L’exposition est ancrée dans le cadre de la deuxième Décennie internationale des personnes d’ascendance africaine proclamée par les Nations Unies (ONU), qui s’étend de janvier 2025 à décembre 2034.

Il s’agit d’un appel mondial à l’action visant à résoudre les problèmes qui touchent les personnes d’ascendance africaine dans les domaines de la reconnaissance, de la justice et du développement.

Pour la présidente de la Chambre de commerce noire du Manitoba, Zita Somakoko, cette exposition répond à un manque criant de visibilité et de mesures concrètes.

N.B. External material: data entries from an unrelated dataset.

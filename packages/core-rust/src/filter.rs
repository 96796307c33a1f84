//! Query parameters shared by every aggregation: a year range and a brand set.

use std::collections::BTreeSet;
use std::fmt;

use serde::{Deserialize, Serialize};

use crate::types::VehicleRow;

/// Inclusive year range. A range with `min > max` is valid and matches nothing.
#[derive(Debug, Clone, Copy, PartialEq, Eq, Hash, PartialOrd, Ord, Serialize, Deserialize)]
pub struct YearRange {
    pub min: i32,
    pub max: i32,
}

impl YearRange {
    #[must_use]
    pub fn new(min: i32, max: i32) -> Self {
        Self { min, max }
    }

    #[must_use]
    pub fn contains(&self, year: i32) -> bool {
        self.min <= year && year <= self.max
    }

    /// True when no year can satisfy the range.
    #[must_use]
    pub fn is_degenerate(&self) -> bool {
        self.min > self.max
    }
}

impl fmt::Display for YearRange {
    fn fmt(&self, f: &mut fmt::Formatter<'_>) -> fmt::Result {
        write!(f, "{}..={}", self.min, self.max)
    }
}

/// Rejected filter input.
#[derive(Debug, Clone, PartialEq, Eq, thiserror::Error)]
pub enum FilterError {
    #[error("select at least one brand")]
    NoBrandsSelected,
}

/// The `(year range, brand set)` tuple every aggregation query takes.
///
/// Brands are held in a `BTreeSet`, so two filters built from the same
/// names in a different order are equal and hash identically. This makes
/// the filter directly usable as a memoization key.
#[derive(Debug, Clone, PartialEq, Eq, Hash, Serialize, Deserialize)]
pub struct VehicleFilter {
    pub years: YearRange,
    pub brands: BTreeSet<String>,
}

impl VehicleFilter {
    /// Builds a filter, rejecting an empty brand selection.
    ///
    /// # Errors
    ///
    /// Returns [`FilterError::NoBrandsSelected`] when `brands` is empty.
    pub fn new<I, S>(years: YearRange, brands: I) -> Result<Self, FilterError>
    where
        I: IntoIterator<Item = S>,
        S: Into<String>,
    {
        let brands: BTreeSet<String> = brands.into_iter().map(Into::into).collect();
        if brands.is_empty() {
            return Err(FilterError::NoBrandsSelected);
        }
        Ok(Self { years, brands })
    }

    /// A flattened row matches when its year is in range and its brand
    /// entry is one of the selected brands.
    #[must_use]
    pub fn matches(&self, row: &VehicleRow) -> bool {
        self.years.contains(row.year) && self.brands.contains(&row.brand_name)
    }

    /// Selected brands in sorted order.
    #[must_use]
    pub fn brand_list(&self) -> Vec<String> {
        self.brands.iter().cloned().collect()
    }
}

impl fmt::Display for VehicleFilter {
    fn fmt(&self, f: &mut fmt::Formatter<'_>) -> fmt::Result {
        write!(f, "years={} brands=[", self.years)?;
        for (i, brand) in self.brands.iter().enumerate() {
            if i > 0 {
                f.write_str(",")?;
            }
            f.write_str(brand)?;
        }
        f.write_str("]")
    }
}
//! In-process [`VehicleStore`] backed by a `Vec<Vehicle>`.
//!
//! Evaluates every query with the reference aggregations in
//! `carlens_core::aggregate`. Useful for tests, demos without a database,
//! and as the behavioural baseline for the `MongoDB` pipelines.

use std::path::Path;

use async_trait::async_trait;
use carlens_core::{
    aggregate, CorrelationRow, FilterOptions, FuelDistribution, OverviewStats, PriceRow, Vehicle,
    VehicleFilter, VehicleRow,
};
use parking_lot::RwLock;

use crate::storage::error::StoreError;
use crate::traits::VehicleStore;

/// Vehicle listings held in memory.
///
/// Reads take a shared lock and snapshot the matching rows; the store is
/// only written while seeding.
#[derive(Debug, Default)]
pub struct MemoryVehicleStore {
    vehicles: RwLock<Vec<Vehicle>>,
}

impl MemoryVehicleStore {
    /// Creates an empty store.
    #[must_use]
    pub fn new() -> Self {
        Self::default()
    }

    #[must_use]
    pub fn from_vehicles(vehicles: Vec<Vehicle>) -> Self {
        Self {
            vehicles: RwLock::new(vehicles),
        }
    }

    /// Parses a JSON array of vehicle documents.
    ///
    /// # Errors
    ///
    /// Returns an error if `json` is not an array of vehicle documents.
    pub fn from_json(json: &str) -> Result<Self, serde_json::Error> {
        let vehicles: Vec<Vehicle> = serde_json::from_str(json)?;
        Ok(Self::from_vehicles(vehicles))
    }

    /// Loads a JSON array of vehicle documents from disk.
    ///
    /// # Errors
    ///
    /// Returns [`StoreError::Seed`] if the file cannot be read or parsed.
    pub fn from_json_file(path: &Path) -> Result<Self, StoreError> {
        let seed_error = |reason: String| StoreError::Seed {
            path: path.display().to_string(),
            reason,
        };
        let json = std::fs::read_to_string(path).map_err(|e| seed_error(e.to_string()))?;
        Self::from_json(&json).map_err(|e| seed_error(e.to_string()))
    }

    #[cfg(test)]
    pub(crate) fn insert(&self, vehicle: Vehicle) {
        self.vehicles.write().push(vehicle);
    }

    #[cfg(test)]
    pub(crate) fn snapshot(&self) -> Vec<Vehicle> {
        self.vehicles.read().clone()
    }

    #[must_use]
    pub fn len(&self) -> usize {
        self.vehicles.read().len()
    }

    #[must_use]
    pub fn is_empty(&self) -> bool {
        self.vehicles.read().is_empty()
    }

    fn matching(&self, filter: &VehicleFilter) -> Vec<VehicleRow> {
        aggregate::matching_rows(self.vehicles.read().iter(), filter)
    }
}

#[async_trait]
impl VehicleStore for MemoryVehicleStore {
    fn backend(&self) -> &'static str {
        "memory"
    }

    async fn ping(&self) -> anyhow::Result<()> {
        Ok(())
    }

    async fn filter_options(&self) -> anyhow::Result<FilterOptions> {
        aggregate::filter_options(self.vehicles.read().iter())
            .ok_or_else(|| StoreError::Empty.into())
    }

    async fn overview(&self, filter: &VehicleFilter) -> anyhow::Result<OverviewStats> {
        Ok(aggregate::overview(&self.matching(filter)))
    }

    async fn price_distribution(&self, filter: &VehicleFilter) -> anyhow::Result<Vec<PriceRow>> {
        Ok(aggregate::price_distribution(&self.matching(filter)))
    }

    async fn fuel_distribution(
        &self,
        filter: &VehicleFilter,
    ) -> anyhow::Result<FuelDistribution> {
        Ok(aggregate::fuel_distribution(&self.matching(filter)))
    }

    async fn correlation_rows(
        &self,
        filter: &VehicleFilter,
    ) -> anyhow::Result<Vec<CorrelationRow>> {
        Ok(aggregate::correlation_rows(&self.matching(filter)))
    }

    async fn vehicle_rows(&self, filter: &VehicleFilter) -> anyhow::Result<Vec<VehicleRow>> {
        Ok(self.matching(filter))
    }
}

#[cfg(test)]
mod tests {
    use carlens_core::{YearRange, UNKNOWN_FUEL};

    use super::*;

    fn scenario_store() -> MemoryVehicleStore {
        MemoryVehicleStore::from_vehicles(vec![
            Vehicle::new(2020, 20_000.0, ["Toyota"]).with_fuel("Petrol"),
            Vehicle::new(2021, 25_000.0, ["Honda"]),
            Vehicle::new(2022, 60_000.0, ["Toyota", "Lexus"]).with_fuel("Electric"),
        ])
    }

    fn filter(min: i32, max: i32, brands: &[&str]) -> VehicleFilter {
        VehicleFilter::new(YearRange::new(min, max), brands.iter().copied()).unwrap()
    }

    #[tokio::test]
    async fn overview_scenario_toyota() {
        let store = scenario_store();
        let stats = store.overview(&filter(2020, 2022, &["Toyota"])).await.unwrap();
        assert_eq!(stats.total_cars, 2);
        assert_eq!(stats.avg_price, 40_000.0);
    }

    #[tokio::test]
    async fn fuel_scenario_honda_unknown() {
        let store = scenario_store();
        let dist = store
            .fuel_distribution(&filter(2021, 2021, &["Honda"]))
            .await
            .unwrap();
        assert_eq!(dist.fuel_counts.len(), 1);
        assert_eq!(dist.fuel_counts[UNKNOWN_FUEL], 1);
        assert_eq!(dist.avg_prices[UNKNOWN_FUEL], 25_000.0);
    }

    #[tokio::test]
    async fn queries_are_idempotent() {
        let store = scenario_store();
        let f = filter(2020, 2022, &["Toyota", "Lexus", "Honda"]);

        assert_eq!(store.overview(&f).await.unwrap(), store.overview(&f).await.unwrap());
        assert_eq!(
            store.price_distribution(&f).await.unwrap(),
            store.price_distribution(&f).await.unwrap()
        );
        assert_eq!(
            store.vehicle_rows(&f).await.unwrap(),
            store.vehicle_rows(&f).await.unwrap()
        );
    }

    #[tokio::test]
    async fn filter_options_empty_store_is_an_error() {
        let store = MemoryVehicleStore::new();
        let err = store.filter_options().await.unwrap_err();
        assert!(matches!(err.downcast_ref::<StoreError>(), Some(StoreError::Empty)));
    }

    #[tokio::test]
    async fn insert_makes_vehicle_visible() {
        let store = MemoryVehicleStore::new();
        assert!(store.is_empty());
        store.insert(Vehicle::new(2015, 9_000.0, ["Kia"]));

        assert_eq!(store.len(), 1);
        let options = store.filter_options().await.unwrap();
        assert_eq!(options.brands, vec!["Kia"]);
        assert_eq!((options.min_year, options.max_year), (2015, 2015));
    }

    #[test]
    fn from_json_parses_documents() {
        let json = r#"[{
            "year": 2018,
            "price": 15000,
            "brand": [{"name": "Ford"}],
            "fuelType": "Diesel"
        }]"#;
        let store = MemoryVehicleStore::from_json(json).unwrap();
        assert_eq!(store.len(), 1);
    }

    #[test]
    fn from_json_file_reports_missing_file() {
        let err =
            MemoryVehicleStore::from_json_file(Path::new("/nonexistent/seed.json")).unwrap_err();
        assert!(matches!(err, StoreError::Seed { .. }));
    }

    #[tokio::test]
    async fn ping_always_succeeds() {
        assert!(MemoryVehicleStore::new().ping().await.is_ok());
        assert_eq!(MemoryVehicleStore::new().backend(), "memory");
    }
}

« En général, les Canadiens ne savent même pas qu’il y a eu cette proclamation », souligne-t-elle. Ainsi, l’exposition The Fabric of Our Being cherche à rendre tangibles des réalités souvent invisibles.

Conçue par la poète, auteure, militante et éducatrice jamaïco-canadienne Nadine Williams, l’installation explore les thèmes de l’identité, du patrimoine et de l’héritage, présentant « l’identité noire comme un tissu vivant », souligne la directrice.

Pour Zita Somakoko, l’objectif est clair : « rendre visible l’histoire et les vécus des personnes d’ascendance africaine, tout en créant un espace de dialogue et de réflexion lié au passé, au présent et à l’avenir ».

La présidente de la Chambre de commerce noire du Manitoba, Zita Somakoko. (photo : Marta Guerrero)

Sensibiliser

Itinérante, l’exposition a déjà été présentée dans d’autres provinces canadiennes avant de s’arrêter cette année à Winnipeg pour s’y établir tout le mois de février. Le choix du Musée du Manitoba pour héberger cette installation n’est pas anodin.

« Collaborer avec le Musée du Manitoba est un geste fort de reconnaissance institutionnelle, cela signifie que l’histoire des Noirs a toute sa place dans les espaces culturels majeurs », affirme Zita Somakoko.

Le vernissage, qui aura lieu ce 31 janvier, marquera le lancement officiel du Mois de l’histoire des Noirs. L’artiste Nadine Williams sera présente pour contextualiser son travail à travers une lecture poétique, et le public pourra échanger directement avec elle. Les écoles sont particulièrement invitées à participer.

« Au Canada en général, on n’enseigne pas encore l’histoire des Noirs dans nos écoles. C’est une vraie opportunité de venir et d’avoir cette discussion pour nos jeunes », indique Zita Somakoko.

Zita Somakoko espère que l’exposition suscitera « un sentiment de visibilité et de reconnaissance, une fierté et une guérison collective pour la communauté noire. Et pour le grand public en général, une façon de mieux comprendre l’histoire noire, de briser les stéréotypes et d’encourager l’empathie et le dialogue », dit-elle.

À travers The Fabric of Our Being, la Chambre de commerce noire du Manitoba réaffirme sa mission élargie.

« Nous ne sommes pas seulement une chambre de commerce, mais aussi une plateforme de reconnaissance et de contribution », rappelle Zita Somakoko.

Une manière de rappeler que l’histoire des Noirs ne se limite pas au mois de février, mais constitue une trame essentielle du tissu social canadien.